= Beginning of Section =

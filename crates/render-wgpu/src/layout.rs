use cubefield_render::{BufferId, VertexAttribute};

/// One wgpu vertex buffer slot: every attribute sourced from the same
/// buffer with the same stride and step rate.
#[derive(Debug, Clone, PartialEq, Eq, Hash)]
pub struct StreamLayout {
    pub stride: u32,
    pub per_instance: bool,
    /// `(location, components, offset)` in location order.
    pub attributes: Vec<(u32, u32, u32)>,
}

impl StreamLayout {
    pub fn step_mode(&self) -> wgpu::VertexStepMode {
        if self.per_instance {
            wgpu::VertexStepMode::Instance
        } else {
            wgpu::VertexStepMode::Vertex
        }
    }

    pub fn wgpu_attributes(&self) -> Vec<wgpu::VertexAttribute> {
        self.attributes
            .iter()
            .map(|&(location, components, offset)| wgpu::VertexAttribute {
                format: vertex_format(components),
                offset: offset as u64,
                shader_location: location,
            })
            .collect()
    }
}

pub(crate) fn vertex_format(components: u32) -> wgpu::VertexFormat {
    match components {
        1 => wgpu::VertexFormat::Float32,
        2 => wgpu::VertexFormat::Float32x2,
        3 => wgpu::VertexFormat::Float32x3,
        _ => wgpu::VertexFormat::Float32x4,
    }
}

/// Fold a vertex array's attribute table into vertex buffer slots, in order
/// of each buffer's lowest location.
pub fn group_streams(attributes: &[(VertexAttribute, BufferId)]) -> Vec<(BufferId, StreamLayout)> {
    let mut streams: Vec<(BufferId, StreamLayout)> = Vec::new();
    for (attribute, buffer) in attributes {
        let per_instance = attribute.divisor > 0;
        let lane = (attribute.location, attribute.components, attribute.offset);
        match streams.iter_mut().find(|(id, layout)| {
            id == buffer && layout.stride == attribute.stride && layout.per_instance == per_instance
        }) {
            Some((_, layout)) => layout.attributes.push(lane),
            None => streams.push((
                *buffer,
                StreamLayout {
                    stride: attribute.stride,
                    per_instance,
                    attributes: vec![lane],
                },
            )),
        }
    }
    streams
}

#[cfg(test)]
mod tests {
    use super::*;
    use cubefield_render::instance_attribute_lanes;

    fn per_vertex(location: u32, components: u32, stride: u32) -> VertexAttribute {
        VertexAttribute {
            location,
            components,
            stride,
            offset: 0,
            divisor: 0,
        }
    }

    #[test]
    fn matrix_lanes_share_one_slot() {
        let mut table = vec![(per_vertex(0, 3, 12), BufferId(1))];
        table.extend(
            instance_attribute_lanes(1, 3, 12)
                .into_iter()
                .map(|lane| (lane, BufferId(2))),
        );
        table.extend(
            instance_attribute_lanes(2, 16, 64)
                .into_iter()
                .map(|lane| (lane, BufferId(3))),
        );

        let streams = group_streams(&table);
        assert_eq!(streams.len(), 3);
        assert_eq!(streams[0].0, BufferId(1));
        assert!(!streams[0].1.per_instance);

        let (buffer, transform) = &streams[2];
        assert_eq!(*buffer, BufferId(3));
        assert!(transform.per_instance);
        assert_eq!(transform.stride, 64);
        assert_eq!(
            transform.attributes,
            vec![(2, 4, 0), (3, 4, 16), (4, 4, 32), (5, 4, 48)]
        );
    }

    #[test]
    fn formats_follow_component_count() {
        let layout = StreamLayout {
            stride: 12,
            per_instance: true,
            attributes: vec![(1, 3, 0)],
        };
        let attributes = layout.wgpu_attributes();
        assert_eq!(attributes[0].format, wgpu::VertexFormat::Float32x3);
        assert_eq!(attributes[0].shader_location, 1);
        assert_eq!(layout.step_mode(), wgpu::VertexStepMode::Instance);
    }
}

= End of Section =

Problem to solve:
Take the entries above and return only the lines from the one with "pub(crate) fn vertex_format(components: u32)" to the one with "assert_eq!(transform.stride, 64);", both included, unchanged.

Exercise solution:
pub(crate) fn vertex_format(components: u32) -> wgpu::VertexFormat {
    match components {
        1 => wgpu::VertexFormat::Float32,
        2 => wgpu::VertexFormat::Float32x2,
        3 => wgpu::VertexFormat::Float32x3,
        _ => wgpu::VertexFormat::Float32x4,
    }
}

/// Fold a vertex array's attribute table into vertex buffer slots, in order
/// of each buffer's lowest location.
pub fn group_streams(attributes: &[(VertexAttribute, BufferId)]) -> Vec<(BufferId, StreamLayout)> {
    let mut streams: Vec<(BufferId, StreamLayout)> = Vec::new();
    for (attribute, buffer) in attributes {
        let per_instance = attribute.divisor > 0;
        let lane = (attribute.location, attribute.components, attribute.offset);
        match streams.iter_mut().find(|(id, layout)| {
            id == buffer && layout.stride == attribute.stride && layout.per_instance == per_instance
        }) {
            Some((_, layout)) => layout.attributes.push(lane),
            None => streams.push((
                *buffer,
                StreamLayout {
                    stride: attribute.stride,
                    per_instance,
                    attributes: vec![lane],
                },
            )),
        }
    }
    streams
}

#[cfg(test)]
mod tests {
    use super::*;
    use cubefield_render::instance_attribute_lanes;

    fn per_vertex(location: u32, components: u32, stride: u32) -> VertexAttribute {
        VertexAttribute {
            location,
            components,
            stride,
            offset: 0,
            divisor: 0,
        }
    }

    #[test]
    fn matrix_lanes_share_one_slot() {
        let mut table = vec![(per_vertex(0, 3, 12), BufferId(1))];
        table.extend(
            instance_attribute_lanes(1, 3, 12)
                .into_iter()
                .map(|lane| (lane, BufferId(2))),
        );
        table.extend(
            instance_attribute_lanes(2, 16, 64)
                .into_iter()
                .map(|lane| (lane, BufferId(3))),
        );

        let streams = group_streams(&table);
        assert_eq!(streams.len(), 3);
        assert_eq!(streams[0].0, BufferId(1));
        assert!(!streams[0].1.per_instance);

        let (buffer, transform) = &streams[2];
        assert_eq!(*buffer, BufferId(3));
        assert!(transform.per_instance);
        assert_eq!(transform.stride, 64);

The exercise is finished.